While the setbacks and failures described may discourage some from attempting great leaps, the case histories should nevertheless inspire many prudent initiatives. Unlike hagiographies of larger-than-life pioneers, the stories have ‘ensemble’ casts. Stars appear but don’t dominate. Rather, the stories show how innovation accommodates a wide range of talents and temperaments. We will see how careful contributions that are not individually revolutionary or risky can, added up, make a significant difference. Therefore, the course should help shape and stimulate your aspirations — but not past your breaking points.

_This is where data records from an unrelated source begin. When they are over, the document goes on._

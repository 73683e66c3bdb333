//! Shared tracing setup for the client and the CLI

pub mod config;
pub mod init;

pub use config::InstrumentationConfig;
pub use init::init_tracing;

The course’s emphasis on skills, aspirations, and stories reflects my experience of teaching and researching entrepreneurship. Conversations with former students in my entrepreneurship classes suggest that startups’ emotional and visceral aspects and stories leave a more lasting impression than the analytical aspects. When I surveyed graduates of Harvard’s MBA program I asked what they wished they had better learned. Most responses related to skill development (learning to sell, for example) and exposure to the stresses of starting a business. Similarly, my research on high-growth companies suggests that a startup’s success depends more on the founder’s skill and determination than on creative business ideas and models.

Framework

A Note on Productive Knowledge provides a “simple walking stick”[i] for analyzing the case histories and discussing advances beyond health care. It treats innovation as a multiplayer process undertaken by and for the many, rather than as an elite, ‘star-centric’ activity. And the Note classifies the distinctive challenges of multiplayer innovation into functions such as goal setting, evaluation and testing, codification, and communication. Like tags and playlists in a music collection, the categories can help order and retrieve observations and inferences drawn from the case histories. The categories, or some version thereof, can also support life-long learning from and “thinking in cases.

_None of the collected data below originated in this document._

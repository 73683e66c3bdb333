//! CLI commands

use anyhow::{Context, Result, anyhow, bail};
use clap::Subcommand;
use konata_core::ClientSettings;
use konata_http::ApiResponse;
use konata_http::client::{
    BlogClient, CategoryQuery, FilePart, MediaQuery, MediaUpload, PageParams, PostSearch,
    Session, Sort,
};
use konata_http::types::MediaType;
use serde::Serialize;
use std::path::PathBuf;
use tracing::{debug, info};

use crate::config;

#[derive(Subcommand)]
pub enum Commands {
    /// Log in and store the issued token
    Login {
        username: String,

        /// Password (prompting is not supported; prefer the environment variable)
        #[arg(long, env = "KONATA_PASSWORD", hide_env_values = true)]
        password: String,
    },

    /// Log out and forget the stored token
    Logout,

    /// Show the logged-in user
    Whoami,

    /// Post operations
    Posts {
        #[command(subcommand)]
        command: PostCommands,
    },

    /// Category operations
    Categories {
        #[command(subcommand)]
        command: CategoryCommands,
    },

    /// Tag operations
    Tags {
        #[command(subcommand)]
        command: TagCommands,
    },

    /// Media library operations
    Media {
        #[command(subcommand)]
        command: MediaCommands,
    },

    /// Blog settings
    Settings {
        #[command(subcommand)]
        command: SettingsCommands,
    },

    /// Theme operations
    Themes {
        #[command(subcommand)]
        command: ThemeCommands,
    },

    /// Show the effective client configuration
    Config,
}

#[derive(Subcommand)]
pub enum PostCommands {
    /// List posts
    List {
        #[command(flatten)]
        paging: PagingArgs,

        /// Include drafts (admin listing)
        #[arg(long)]
        all: bool,
    },

    /// Show a post by numeric id or slug
    Show {
        id_or_slug: String,

        /// Use the admin endpoints (drafts visible)
        #[arg(long)]
        admin: bool,
    },

    /// Search posts
    Search {
        /// Search text
        #[arg(default_value = "")]
        query: String,

        /// Restrict to a category id
        #[arg(long)]
        category: Option<i64>,

        /// Restrict to a tag id
        #[arg(long)]
        tag: Option<i64>,

        #[command(flatten)]
        paging: PagingArgs,

        /// Include drafts (admin search)
        #[arg(long)]
        admin: bool,
    },

    /// Publish a draft
    Publish { id: i64 },

    /// Move a post back to drafts
    Unpublish { id: i64 },

    /// Delete a post
    Delete { id: i64 },
}

#[derive(Subcommand)]
pub enum CategoryCommands {
    /// List categories
    List {
        /// Include post counts
        #[arg(long)]
        counts: bool,

        /// Only children of this category
        #[arg(long)]
        parent: Option<i64>,

        /// Show the hierarchy instead of a flat list
        #[arg(long, conflicts_with_all = ["counts", "parent"])]
        tree: bool,
    },

    /// Show category statistics
    Stats,
}

#[derive(Subcommand)]
pub enum TagCommands {
    /// List all tags
    List,

    /// Most used tags
    Popular {
        #[arg(long, default_value = "10")]
        limit: u32,
    },

    /// Search tags by name
    Search {
        #[arg(default_value = "")]
        query: String,

        #[arg(long, default_value = "0")]
        page: u32,

        #[arg(long, default_value = "20")]
        size: u32,

        /// Match case exactly
        #[arg(long)]
        case_sensitive: bool,
    },
}

#[derive(Subcommand)]
pub enum MediaCommands {
    /// List uploaded media
    List {
        #[command(flatten)]
        paging: PagingArgs,

        /// Filter by kind (image, video, audio, avatar)
        #[arg(long = "type", value_parser = parse_media_type)]
        media_type: Option<MediaType>,
    },

    /// Upload a file
    Upload {
        path: PathBuf,

        #[arg(long)]
        description: Option<String>,

        #[arg(long)]
        alt_text: Option<String>,

        /// Kind of media (image, video, audio, avatar)
        #[arg(long = "type", value_parser = parse_media_type)]
        media_type: Option<MediaType>,

        /// MIME type sent for the file part
        #[arg(long)]
        content_type: Option<String>,
    },

    /// Delete an uploaded file
    Delete { id: i64 },
}

#[derive(Subcommand)]
pub enum SettingsCommands {
    /// Show blog settings
    Show {
        /// Show the raw admin settings table
        #[arg(long)]
        all: bool,
    },
}

#[derive(Subcommand)]
pub enum ThemeCommands {
    /// List installed themes
    List,

    /// Activate a theme
    Activate { id: i64 },
}

#[derive(clap::Args)]
pub struct PagingArgs {
    /// Zero-based page number
    #[arg(long)]
    page: Option<u32>,

    /// Page size
    #[arg(long)]
    size: Option<u32>,

    /// Sort key, e.g. `publishedAt,desc`
    #[arg(long)]
    sort: Option<Sort>,
}

impl From<PagingArgs> for PageParams {
    fn from(args: PagingArgs) -> Self {
        Self {
            page: args.page,
            size: args.size,
            sort: args.sort,
        }
    }
}

fn parse_media_type(value: &str) -> Result<MediaType, String> {
    match value.to_ascii_lowercase().as_str() {
        "image" => Ok(MediaType::Image),
        "video" => Ok(MediaType::Video),
        "audio" => Ok(MediaType::Audio),
        "avatar" => Ok(MediaType::Avatar),
        other => Err(format!("unknown media type: {other}")),
    }
}

/// Print an envelope as pretty JSON; a failed envelope fails the command
fn print_envelope<T: Serialize>(response: &ApiResponse<T>) -> Result<()> {
    println!("{}", serde_json::to_string_pretty(response)?);
    if response.success {
        Ok(())
    } else {
        Err(anyhow!(
            "{}",
            response.error_message().unwrap_or("Request failed")
        ))
    }
}

impl Commands {
    pub async fn execute(self, settings: &ClientSettings) -> Result<()> {
        if matches!(self, Self::Config) {
            print!("{}", config::render_settings(settings)?);
            return Ok(());
        }

        let client = BlogClient::from_settings(settings).context("creating client")?;
        debug!(token_file = %settings.token_path().display(), "client ready");

        match self {
            Self::Login { username, password } => {
                let session = Session::new(client);
                let user = session.login(&username, &password).await?;
                info!(username = %user.username, "logged in");
                println!("{}", serde_json::to_string_pretty(&user)?);
                Ok(())
            }
            Self::Logout => {
                client.logout().await?;
                println!("Logged out");
                Ok(())
            }
            Self::Whoami => {
                let session = Session::new(client);
                match session.refresh_user().await {
                    Some(user) => {
                        println!("{}", serde_json::to_string_pretty(&user)?);
                        Ok(())
                    }
                    None => bail!("not logged in"),
                }
            }
            Self::Posts { command } => command.execute(&client).await,
            Self::Categories { command } => command.execute(&client).await,
            Self::Tags { command } => command.execute(&client).await,
            Self::Media { command } => command.execute(&client).await,
            Self::Settings { command } => command.execute(&client).await,
            Self::Themes { command } => command.execute(&client).await,
            Self::Config => Ok(()),
        }
    }
}

impl PostCommands {
    pub async fn execute(self, client: &BlogClient) -> Result<()> {
        match self {
            Self::List { paging, all } => {
                let paging = PageParams::from(paging);
                if all {
                    print_envelope(&client.get_admin_posts(&paging).await?)
                } else {
                    print_envelope(&client.get_posts(&paging).await?)
                }
            }
            Self::Show { id_or_slug, admin } => {
                let response = match (id_or_slug.parse::<i64>(), admin) {
                    (Ok(id), false) => client.get_post_by_id(id).await?,
                    (Ok(id), true) => client.get_admin_post_by_id(id).await?,
                    (Err(_), false) => client.get_post_by_slug(&id_or_slug).await?,
                    (Err(_), true) => client.get_admin_post_by_slug(&id_or_slug).await?,
                };
                print_envelope(&response)
            }
            Self::Search {
                query,
                category,
                tag,
                paging,
                admin,
            } => {
                let search = PostSearch {
                    q: Some(query),
                    category,
                    tag,
                    paging: paging.into(),
                };
                if admin {
                    print_envelope(&client.search_admin_posts(&search).await?)
                } else {
                    print_envelope(&client.search_posts(&search).await?)
                }
            }
            Self::Publish { id } => print_envelope(&client.publish_post(id).await?),
            Self::Unpublish { id } => print_envelope(&client.unpublish_post(id).await?),
            Self::Delete { id } => print_envelope(&client.delete_post(id).await?),
        }
    }
}

impl CategoryCommands {
    pub async fn execute(self, client: &BlogClient) -> Result<()> {
        match self {
            Self::List { tree: true, .. } => print_envelope(&client.get_category_tree(false).await?),
            Self::List { counts, parent, .. } => {
                let query = CategoryQuery {
                    include_counts: counts.then_some(true),
                    parent_id: parent,
                };
                print_envelope(&client.get_categories(query).await?)
            }
            Self::Stats => print_envelope(&client.get_category_stats().await?),
        }
    }
}

impl TagCommands {
    pub async fn execute(self, client: &BlogClient) -> Result<()> {
        match self {
            Self::List => print_envelope(&client.get_tags().await?),
            Self::Popular { limit } => print_envelope(&client.get_popular_tags(limit).await?),
            Self::Search {
                query,
                page,
                size,
                case_sensitive,
            } => print_envelope(
                &client
                    .search_tags(&query, page, size, !case_sensitive)
                    .await?,
            ),
        }
    }
}

impl MediaCommands {
    pub async fn execute(self, client: &BlogClient) -> Result<()> {
        match self {
            Self::List { paging, media_type } => {
                let query = MediaQuery {
                    paging: paging.into(),
                    media_type,
                    uploaded_by: None,
                };
                print_envelope(&client.get_media(&query).await?)
            }
            Self::Upload {
                path,
                description,
                alt_text,
                media_type,
                content_type,
            } => {
                let mut file = FilePart::from_path(&path)
                    .await
                    .with_context(|| format!("reading {}", path.display()))?;
                if let Some(content_type) = content_type {
                    file = file.with_content_type(content_type);
                }
                let metadata = MediaUpload {
                    description,
                    alt_text,
                    media_type,
                };
                print_envelope(&client.upload_media(file, metadata).await?)
            }
            Self::Delete { id } => print_envelope(&client.delete_media(id).await?),
        }
    }
}

impl SettingsCommands {
    pub async fn execute(self, client: &BlogClient) -> Result<()> {
        match self {
            Self::Show { all: true } => print_envelope(&client.get_all_settings().await?),
            Self::Show { all: false } => print_envelope(&client.get_public_settings().await?),
        }
    }
}

impl ThemeCommands {
    pub async fn execute(self, client: &BlogClient) -> Result<()> {
        match self {
            Self::List => print_envelope(&client.get_themes().await?),
            Self::Activate { id } => print_envelope(&client.activate_theme(id).await?),
        }
    }
}

#[cfg(test)]
mod tests {
    use super::*;

    #[test]
    fn test_parse_media_type() {
        assert_eq!(parse_media_type("IMAGE"), Ok(MediaType::Image));
        assert_eq!(parse_media_type("avatar"), Ok(MediaType::Avatar));
        assert!(parse_media_type("gif").is_err());
    }

    #[test]
    fn test_paging_args_into_page_params() {
        let args = PagingArgs {
            page: Some(1),
            size: None,
            sort: Some(Sort::desc("publishedAt")),
        };
        let params = PageParams::from(args);
        assert_eq!(params.page, Some(1));
        assert_eq!(params.size, None);
        assert_eq!(params.sort, Some(Sort::desc("publishedAt")));
    }

    #[test]
    fn test_sort_flag_keeps_missing_direction() {
        #[derive(clap::Parser)]
        struct Paging {
            #[command(flatten)]
            paging: PagingArgs,
        }

        let parsed =
            <Paging as clap::Parser>::try_parse_from(["konata", "--sort", "title"]).unwrap();
        let params = PageParams::from(parsed.paging);
        assert_eq!(params.sort, Some(Sort::by("title")));
        assert_eq!(params.sort.unwrap().to_string(), "title");
    }
}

The categorization, which (like the skills and attitudes targeted in this course) is designed for more than just medical innovation, will also help broaden the class discussions. For instance, we will discuss the generic challenges of codification along with the Prozac case history. Additional materials and preparation questions (see the daily assignments section of this syllabus) will stimulate these broader discussions, and an extensive optional reading list will help you dig more deeply if you wish.


Pre-class submissions.

The case histories contain specific questions after each section and at the end. Students are required to enter very brief answers (less than ten words) to the questions on an online form by 1 am of the day of each class. I will create slides from the submissions, which I will use to start and continue the class discussion.

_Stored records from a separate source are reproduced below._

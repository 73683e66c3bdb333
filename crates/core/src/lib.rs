//! KonataBlog core types and utilities

pub mod config;
pub mod error;

#[cfg(feature = "tracing")]
pub mod tracing;

pub use config::{ApiSettings, AuthSettings, AuthVariant, ClientSettings, OfflineSettings};
pub use error::{CoreError, CoreResult, ErrorContext};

The submissions require less than an hour of additional work over the term.

My experience suggests that this modest additional effort provides attractive returns, including: 1) Practice in confronting the uncertainties that innovators typically face. 2). Classes with fewer superficial comments because students are better prepared and, more importantly, have a point of view. 3). Broader participation:  the instructor can draw in the quieter students when the instructor has prior knowledge of their perspective on the case.

Final Paper.

Instead of a final exam, self-selected groups (of up to 3 students) will write papers describing and analyzing the development of a noteworthy (medical or non-medical) advance that has already proven its practical value. Like the final papers written for my entrepreneurship class (see the compilation, Tales from Successful Entrepreneurs) the papers should include: a description of what happened (the “story”); analysis of specific choices (that reflects what you learned in this); and general reflections and takeaways.